Today's announcement of restored diplomatic ties between Cuba and the US comes after five decades of antagonism, including the 54-year-old US trade embargo against the Communist island. The Christian Science Monitor covered the embargo from the start.

|
Melanie Stetson Freeman/Staff/File
Cuban streets often features American cars like this 1940s Buick with its enormous silver grille and bumper, shown in April 1999. Cars are precious to Cubans and they are experts at keeping older automobiles running.
|
The Christian Science Monitor, ProQuest
Page 1 of the Oct. 19, 1960, edition of the Monitor. The story about the US embargo of Cuba appears on the far right.

Today, President Obama and Cuban President Raul Castro announced that the United States and Cuba are restoring diplomatic ties after five decades of antagonism. The US has maintained a trade embargo against Cuba since Oct. 19, 1960. Below is The Christian Science Monitor's story from that day.

U.S. Slaps Cuba With Trade Embargo

By Bertram B. Johansson Latin America Writer of The Christian Science Monitor

The Eisenhower administra­tion’s Oct. 19 announcement of economic embargoes against Cuba on all United States ex­ports except food and medicines, is a tactical move carrying mul­tiple overtones and implica­tions.

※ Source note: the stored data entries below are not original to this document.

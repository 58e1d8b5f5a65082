// ─────────────────────────────────────────────────────────────────────────────
// session.rs — Per-Client Simulation State
//
// A Session owns everything one client sees: price engine, order book
// reshaping, trade generation, candle aggregation, cumulative stats, and the
// control flags. Nothing in here is shared between sessions; the connection
// driver owns the Session outright, so no locking is needed.
//
// Lifecycle: Idle → (start) Running ⇄ (pause) Paused → (reset) Idle.
// Disconnect drops the whole Session.
// ─────────────────────────────────────────────────────────────────────────────
use std::time::Duration;

use crate::candles::CandleManager;
use crate::orderbook;
use crate::price_engine::{round_tick, PriceEngine, MIN_PRICE};
use crate::protocol::{
    CandleHistoryData, ClientMessage, CompletedCandle, PricePoint, ServerMessage, StartConfig,
    StatsPayload, TickData,
};
use crate::rng::SimRng;
use crate::sentiment::{Intensity, Sentiment};
use crate::trades::TradeGenerator;

/// Base simulation cadence before speed scaling.
const TICK_INTERVAL_MS: f64 = 100.0;
pub const SPREAD_RANGE: (f64, f64) = (0.05, 0.25);
pub const SPEED_RANGE: (f64, f64) = (0.25, 2.0);

/// Advisory shock-activation window reported to clients.
const SHOCK_ACTIVE_WINDOW_MS: i64 = 5_000;
/// Advisory post-shock cooldown reported to clients.
const SHOCK_COOLDOWN_MS: i64 = 20_000;

#[derive(Debug, Clone, Copy, PartialEq, Eq)]
enum SessionState {
    Idle,
    Running,
    Paused,
}

pub struct Session {
    id: i64,
    state: SessionState,
    symbol: String,

    // Control flags; mutations take effect on the next tick.
    sentiment: Sentiment,
    intensity: Intensity,
    spread: f64,
    speed: f64,
    shock_enabled: bool,
    shock_armed_at_ms: i64,
    last_shock_at_ms: i64,

    // Cumulative stats since start.
    current_price: f64,
    open_price: f64,
    high_price: f64,
    low_price: f64,
    total_volume: f64,
    total_trades: i64,

    engine: PriceEngine,
    candles: CandleManager,
    trades: TradeGenerator,
    rng: SimRng,
}

impl Session {
    pub fn new(id: i64) -> Self {
        Self::with_rng(id, SimRng::from_entropy())
    }

    /// Deterministic constructor for tests and reproducible runs.
    pub fn with_seed(id: i64, seed: u64) -> Self {
        Self::with_rng(id, SimRng::seeded(seed))
    }

    fn with_rng(id: i64, rng: SimRng) -> Self {
        Self {
            id,
            state: SessionState::Idle,
            symbol: String::new(),
            sentiment: Sentiment::default(),
            intensity: Intensity::default(),
            spread: 0.10,
            speed: 1.0,
            shock_enabled: false,
            shock_armed_at_ms: 0,
            last_shock_at_ms: 0,
            current_price: 0.0,
            open_price: 0.0,
            high_price: 0.0,
            low_price: 0.0,
            total_volume: 0.0,
            total_trades: 0,
            engine: PriceEngine::new(),
            candles: CandleManager::new(),
            trades: TradeGenerator::new(id),
            rng,
        }
    }

    /// Wall-clock gap between this session's ticks at its current speed.
    pub fn tick_interval(&self) -> Duration {
        Duration::from_millis((TICK_INTERVAL_MS / self.speed).round() as u64)
    }

    // ─── Inbound dispatch ─────────────────────────────────────────────────────

    /// Apply one decoded control message; returns the synchronous replies to
    /// write before the session's next tick bundle.
    pub fn handle(&mut self, msg: ClientMessage, now_ms: i64) -> Vec<ServerMessage> {
        match msg {
            ClientMessage::Start { config } => {
                self.start(config);
                vec![ServerMessage::Started]
            }
            ClientMessage::Sentiment { value } => {
                self.sentiment = value;
                Vec::new()
            }
            ClientMessage::Intensity { value } => {
                self.intensity = value;
                Vec::new()
            }
            ClientMessage::Spread { value } => {
                if (SPREAD_RANGE.0..=SPREAD_RANGE.1).contains(&value) {
                    self.spread = value;
                }
                Vec::new()
            }
            ClientMessage::Speed { value } => {
                if (SPEED_RANGE.0..=SPEED_RANGE.1).contains(&value) {
                    self.speed = value;
                }
                Vec::new()
            }
            ClientMessage::Pause { value } => {
                self.set_pause(value);
                Vec::new()
            }
            ClientMessage::Reset => {
                self.reset();
                vec![ServerMessage::SimulationReset, ServerMessage::CandleReset]
            }
            ClientMessage::NewsShock { value } => {
                self.shock_enabled = value;
                if value {
                    self.shock_armed_at_ms = now_ms;
                }
                Vec::new()
            }
            ClientMessage::GetCandles { timeframe } => {
                match self.candles.history(timeframe) {
                    Some((candles, current)) => vec![ServerMessage::CandleHistory {
                        data: CandleHistoryData { timeframe, candles, current },
                    }],
                    // Unknown timeframe: ignore, no reply.
                    None => Vec::new(),
                }
            }
            ClientMessage::Ping { value } => vec![ServerMessage::Pong { timestamp: value }],
        }
    }

    /// A `start` on a running session restarts it from the new config.
    fn start(&mut self, config: StartConfig) {
        self.reset();

        self.symbol = config.symbol;
        self.sentiment = config.sentiment;
        self.intensity = config.intensity;
        self.spread = config.spread.clamp(SPREAD_RANGE.0, SPREAD_RANGE.1);
        self.speed = config.speed.clamp(SPEED_RANGE.0, SPEED_RANGE.1);

        let price = round_tick(config.price.max(MIN_PRICE));
        self.current_price = price;
        self.open_price = price;
        self.high_price = price;
        self.low_price = price;

        self.state = SessionState::Running;
        log::info!(
            "[SESSION {}] started {} @ {:.2} ({:?}/{:?}, spread {:.2}, speed {:.2})",
            self.id,
            self.symbol,
            price,
            self.sentiment,
            self.intensity,
            self.spread,
            self.speed
        );
    }

    /// Back to Idle. Configured controls survive; candles, stats and engine
    /// state do not. The trade id counter is deliberately kept so ids stay
    /// unique across the whole process lifetime.
    fn reset(&mut self) {
        self.state = SessionState::Idle;
        self.engine.reset();
        self.candles.reset();
        self.current_price = 0.0;
        self.open_price = 0.0;
        self.high_price = 0.0;
        self.low_price = 0.0;
        self.total_volume = 0.0;
        self.total_trades = 0;
        self.shock_armed_at_ms = 0;
        self.last_shock_at_ms = 0;
    }

    fn set_pause(&mut self, paused: bool) {
        match (self.state, paused) {
            (SessionState::Running, true) => self.state = SessionState::Paused,
            (SessionState::Paused, false) => self.state = SessionState::Running,
            _ => {}
        }
    }

    // ─── Tick ─────────────────────────────────────────────────────────────────

    /// Advance one simulation step. Idle and paused sessions produce nothing.
    pub fn tick(&mut self, now_ms: i64) -> Option<ServerMessage> {
        if self.state != SessionState::Running {
            return None;
        }

        let (new_price, shock) = self.engine.next(
            self.current_price,
            self.sentiment,
            self.intensity,
            self.shock_enabled,
            &mut self.rng,
        );
        if let Some(info) = shock {
            self.last_shock_at_ms = now_ms;
            log::info!(
                "[SESSION {}] news shock: {} {:.2}% @ {:.2}",
                self.id,
                info.kind,
                info.percent * 100.0,
                new_price
            );
        }

        self.current_price = new_price;
        self.high_price = self.high_price.max(new_price);
        self.low_price = self.low_price.min(new_price);

        let book = orderbook::shape(new_price, self.spread, self.sentiment, &mut self.rng);
        let trade = self.trades.maybe_trade(
            new_price,
            self.sentiment,
            self.intensity,
            now_ms,
            &mut self.rng,
        );
        let volume = trade.map(|t| t.quantity).unwrap_or(0.0);
        if let Some(t) = &trade {
            self.total_volume += t.quantity;
            self.total_trades += 1;
        }

        let (current_candles, closed) = self.candles.ingest(now_ms, new_price, volume);
        let completed_candles = closed
            .into_iter()
            .map(|(timeframe, candle)| CompletedCandle { timeframe, candle })
            .collect();

        Some(ServerMessage::Tick {
            data: Box::new(TickData {
                orderbook: book,
                stats: self.stats_payload(now_ms),
                price: PricePoint { timestamp: now_ms, price: new_price, volume },
                current_candles,
                completed_candles,
                trade,
            }),
        })
    }

    fn stats_payload(&self, now_ms: i64) -> StatsPayload {
        let change_percentage = if self.open_price > 0.0 {
            (self.current_price - self.open_price) / self.open_price * 100.0
        } else {
            0.0
        };

        // Advisory shock timers; actual firing is gated inside the engine.
        let active_remaining = if self.shock_enabled {
            (self.shock_armed_at_ms + SHOCK_ACTIVE_WINDOW_MS - now_ms).max(0)
        } else {
            0
        };
        let cooldown_remaining = if self.last_shock_at_ms > 0 {
            (self.last_shock_at_ms + SHOCK_COOLDOWN_MS - now_ms).max(0)
        } else {
            0
        };

        StatsPayload {
            symbol: self.symbol.clone(),
            current_price: self.current_price,
            open_price: self.open_price,
            high_price: self.high_price,
            low_price: self.low_price,
            total_volume: self.total_volume,
            total_trades: self.total_trades,
            change_percentage,
            sentiment: self.sentiment,
            intensity: self.intensity,
            spread: self.spread,
            speed: self.speed,
            paused: self.state == SessionState::Paused,
            news_shock_enabled: self.shock_enabled,
            news_shock_cooldown: cooldown_remaining > 0,
            news_shock_cooldown_remaining: cooldown_remaining,
            news_shock_active_remaining: active_remaining,
        }
    }
}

It indicates the administration is completely finished with its policy of patience toward the Fidel Castro government.

It is obviously a retaliation for the confiscation by the Castro government of nearly a billion dollars’ worth of business and plantation properties belonging to American citizens, and for which no compensation has been evident or forthcoming.

Trade Dries Up

With the exception of food and medicine, it will all but terminate the rapidly decelerat­ing trade between Cuba and the United States, which before Pre­mier Castro came into power in January, 1959, amounted to as much as $450,000,000 annually in United States exports to Cuba and some $808,000,000 in Cuban exports (mainly sugar) to the United States.

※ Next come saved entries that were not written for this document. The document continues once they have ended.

// ─────────────────────────────────────────────────────────────────────────────
// protocol.rs — Wire Codec
//
// One JSON object per outbound text frame. Inbound frames may concatenate
// several top-level objects ("{…}{…}"); decode_frames splits them with a
// depth-tracking scanner before handing each to serde. Anything that fails to
// parse is dropped silently, per protocol: malformed input never closes a
// connection and never gets a reply.
// ─────────────────────────────────────────────────────────────────────────────
use std::collections::BTreeMap;

use serde::{Deserialize, Serialize};

use crate::candles::Candle;
use crate::orderbook::OrderBookSnapshot;
use crate::sentiment::{Intensity, Sentiment};
use crate::trades::Trade;

/// Application subprotocol tag negotiated during the WS handshake.
pub const SUBPROTOCOL: &str = "lws-minimal";

// ─── Client → Server ──────────────────────────────────────────────────────────

/// Initial simulation parameters carried by `start`. Missing fields fall back
/// to the defaults below.
#[derive(Debug, Clone, Deserialize)]
#[serde(rename_all = "camelCase", default)]
pub struct StartConfig {
    pub symbol: String,
    pub price: f64,
    pub spread: f64,
    pub sentiment: Sentiment,
    pub intensity: Intensity,
    pub speed: f64,
}

impl Default for StartConfig {
    fn default() -> Self {
        Self {
            symbol: "SIM".to_string(),
            price: 100.00,
            spread: 0.10,
            sentiment: Sentiment::Neutral,
            intensity: Intensity::Normal,
            speed: 1.0,
        }
    }
}

#[derive(Debug, Clone, Deserialize)]
#[serde(tag = "type", rename_all = "camelCase")]
pub enum ClientMessage {
    Start { config: StartConfig },
    Sentiment { value: Sentiment },
    Intensity { value: Intensity },
    Spread { value: f64 },
    Speed { value: f64 },
    Pause { value: bool },
    Reset,
    NewsShock { value: bool },
    GetCandles { timeframe: u32 },
    Ping { value: String },
}

// ─── Server → Client ──────────────────────────────────────────────────────────

#[derive(Debug, Clone, Serialize)]
#[serde(rename_all = "camelCase")]
pub struct PricePoint {
    pub timestamp: i64,
    pub price: f64,
    pub volume: f64,
}

#[derive(Debug, Clone, Serialize)]
#[serde(rename_all = "camelCase")]
pub struct CompletedCandle {
    pub timeframe: u32,
    pub candle: Candle,
}

/// The per-tick stats block: cumulative session figures plus every control
/// flag echoed back so clients can render state without bookkeeping.
#[derive(Debug, Clone, Serialize)]
#[serde(rename_all = "camelCase")]
pub struct StatsPayload {
    pub symbol: String,
    pub current_price: f64,
    pub open_price: f64,
    pub high_price: f64,
    pub low_price: f64,
    pub total_volume: f64,
    pub total_trades: i64,
    pub change_percentage: f64,
    pub sentiment: Sentiment,
    pub intensity: Intensity,
    pub spread: f64,
    pub speed: f64,
    pub paused: bool,
    pub news_shock_enabled: bool,
    pub news_shock_cooldown: bool,
    pub news_shock_cooldown_remaining: i64,
    pub news_shock_active_remaining: i64,
}

#[derive(Debug, Clone, Serialize)]
#[serde(rename_all = "camelCase")]
pub struct TickData {
    pub orderbook: OrderBookSnapshot,
    pub stats: StatsPayload,
    pub price: PricePoint,
    /// Keyed by timeframe seconds; serde_json renders the keys as strings.
    pub current_candles: BTreeMap<u32, Option<Candle>>,
    pub completed_candles: Vec<CompletedCandle>,
    #[serde(skip_serializing_if = "Option::is_none")]
    pub trade: Option<Trade>,
}

#[derive(Debug, Clone, Serialize)]
#[serde(rename_all = "camelCase")]
pub struct CandleHistoryData {
    pub timeframe: u32,
    pub candles: Vec<Candle>,
    pub current: Option<Candle>,
}

#[derive(Debug, Clone, Serialize)]
#[serde(tag = "type", rename_all = "camelCase")]
pub enum ServerMessage {
    Started,
    Tick { data: Box<TickData> },
    CandleHistory { data: CandleHistoryData },
    SimulationReset,
    CandleReset,
    Pong { timestamp: String },
}

// ─── Frame decoding ───────────────────────────────────────────────────────────

/// Split a text frame into the top-level JSON objects it contains. The scanner
/// tracks brace depth and skips string bodies (including escapes), so braces
/// inside values never confuse it. Bytes outside any object and a trailing
/// unterminated object are discarded.
pub fn split_objects(input: &str) -> Vec<&str> {
    let bytes = input.as_bytes();
    let mut objects = Vec::new();
    let mut depth = 0usize;
    let mut start = 0usize;
    let mut in_string = false;
    let mut escaped = false;

    for (i, &b) in bytes.iter().enumerate() {
        if in_string {
            if escaped {
                escaped = false;
            } else if b == b'\\' {
                escaped = true;
            } else if b == b'"' {
                in_string = false;
            }
            continue;
        }
        match b {
            b'"' if depth > 0 => in_string = true,
            b'{' => {
                if depth == 0 {
                    start = i;
                }
                depth += 1;
            }
            b'}' if depth > 0 => {
                depth -= 1;
                if depth == 0 {
                    objects.push(&input[start..=i]);
                }
            }
            _ => {}
        }
    }
    objects
}

/// Decode every parseable control message in a frame, dropping the rest.
pub fn decode_frames(text: &str) -> Vec<ClientMessage> {
    split_objects(text)
        .into_iter()
        .filter_map(|obj| match serde_json::from_str::<ClientMessage>(obj) {
            Ok(msg) => Some(msg),
            Err(e) => {
                log::debug!("[WIRE] ignoring unparseable message: {}", e);
                None
            }
        })
        .collect()
}

/// Serialize one outbound message to its frame payload.
pub fn encode(msg: &ServerMessage) -> String {
    // ServerMessage contains no map with non-string keys except u32 candle
    // keys, which serde_json stringifies; serialization cannot fail.
    serde_json::to_string(msg).unwrap_or_else(|e| {
        log::error!("[WIRE] failed to serialize outbound frame: {}", e);
        String::from("{}")
    })
}

#[cfg(test)]
mod tests {
    use super::*;

    #[test]
    fn test_split_single_object() {
        assert_eq!(split_objects(r#"{"type":"reset"}"#), vec![r#"{"type":"reset"}"#]);
    }

    #[test]
    fn test_split_concatenated_objects() {
        let frame = r#"{"type":"pause","value":true}{"type":"reset"}{"type":"speed","value":2.0}"#;
        let parts = split_objects(frame);
        assert_eq!(parts.len(), 3);
        assert_eq!(parts[1], r#"{"type":"reset"}"#);
    }

    #[test]
    fn test_split_ignores_braces_inside_strings() {
        let frame = r#"{"type":"ping","value":"{tricky}}"}{"type":"reset"}"#;
        let parts = split_objects(frame);
        assert_eq!(parts.len(), 2);
        assert_eq!(parts[0], r#"{"type":"ping","value":"{tricky}}"}"#);
    }

    #[test]
    fn test_split_handles_escaped_quotes() {
        let frame = r#"{"type":"ping","value":"say \"}\" loud"}{"type":"reset"}"#;
        let parts = split_objects(frame);
        assert_eq!(parts.len(), 2);
    }

    #[test]
    fn test_split_discards_garbage_and_trailing_partial() {
        let frame = r#"  noise {"type":"reset"} , {"type":"pause","value":false} {"type":"spe"#;
        let parts = split_objects(frame);
        assert_eq!(parts.len(), 2);
    }

    #[test]
    fn test_decode_all_control_messages() {
        let frame = concat!(
            r#"{"type":"start","config":{"symbol":"ACME","price":50,"spread":0.1,"sentiment":"BULLISH","intensity":"MILD","speed":1.5}}"#,
            r#"{"type":"sentiment","value":"CHOPPY"}"#,
            r#"{"type":"intensity","value":"AGGRESSIVE"}"#,
            r#"{"type":"spread","value":0.2}"#,
            r#"{"type":"speed","value":0.5}"#,
            r#"{"type":"pause","value":true}"#,
            r#"{"type":"reset"}"#,
            r#"{"type":"newsShock","value":true}"#,
            r#"{"type":"getCandles","timeframe":30}"#,
            r#"{"type":"ping","value":"1712345678901"}"#,
        );
        let msgs = decode_frames(frame);
        assert_eq!(msgs.len(), 10);
        match &msgs[0] {
            ClientMessage::Start { config } => {
                assert_eq!(config.symbol, "ACME");
                assert_eq!(config.price, 50.0);
                assert_eq!(config.sentiment, Sentiment::Bullish);
                assert_eq!(config.speed, 1.5);
            }
            other => panic!("expected start, got {:?}", other),
        }
        assert!(matches!(msgs[6], ClientMessage::Reset));
        assert!(matches!(msgs[8], ClientMessage::GetCandles { timeframe: 30 }));
        match &msgs[9] {
            ClientMessage::Ping { value } => assert_eq!(value, "1712345678901"),
            other => panic!("expected ping, got {:?}", other),
        }
    }

    #[test]
    fn test_decode_skips_unknown_and_malformed() {
        let frame = r#"{"type":"teleport"}{"type":"spread","value":"wide"}{"type":"reset"}"#;
        let msgs = decode_frames(frame);
        assert_eq!(msgs.len(), 1);
        assert!(matches!(msgs[0], ClientMessage::Reset));
    }

    #[test]
    fn test_start_config_defaults_fill_missing_fields() {
        let msgs = decode_frames(r#"{"type":"start","config":{"symbol":"XYZ"}}"#);
        match &msgs[0] {
            ClientMessage::Start { config } => {
                assert_eq!(config.symbol, "XYZ");
                assert_eq!(config.price, 100.00);
                assert_eq!(config.spread, 0.10);
                assert_eq!(config.sentiment, Sentiment::Neutral);
            }
            other => panic!("expected start, got {:?}", other),
        }
    }

    #[test]
    fn test_outbound_tags() {
        assert_eq!(encode(&ServerMessage::Started), r#"{"type":"started"}"#);
        assert_eq!(encode(&ServerMessage::SimulationReset), r#"{"type":"simulationReset"}"#);
        assert_eq!(encode(&ServerMessage::CandleReset), r#"{"type":"candleReset"}"#);
        let pong = encode(&ServerMessage::Pong { timestamp: "123".into() });
        let value: serde_json::Value = serde_json::from_str(&pong).unwrap();
        assert_eq!(value["type"], "pong");
        assert_eq!(value["timestamp"], "123");
    }

    #[test]
    fn test_candle_history_shape() {
        let msg = ServerMessage::CandleHistory {
            data: CandleHistoryData { timeframe: 60, candles: Vec::new(), current: None },
        };
        let value: serde_json::Value = serde_json::from_str(&encode(&msg)).unwrap();
        assert_eq!(value["type"], "candleHistory");
        assert_eq!(value["data"]["timeframe"], 60);
        assert!(value["data"]["candles"].as_array().unwrap().is_empty());
        assert!(value["data"]["current"].is_null());
    }
}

In past months, many United Slates exporters voluntarily have stopped sending products to Cuba because of the large num­ber of unpaid invoices on previously transmitted goods.

Export trade to Cuba in recent months has dropped to a rate of $125,000,000 a year. As of June, 1960, United States exporters were owed $150,000,000 for goods sent to Cuba, and were under pressure to export more in order to obtain some of the money owed to them.

There is not the slightest doubt that the embargo will be interpreted as economic inter­ference within Cuba, and in many parts of Latin America will be scored as intervention.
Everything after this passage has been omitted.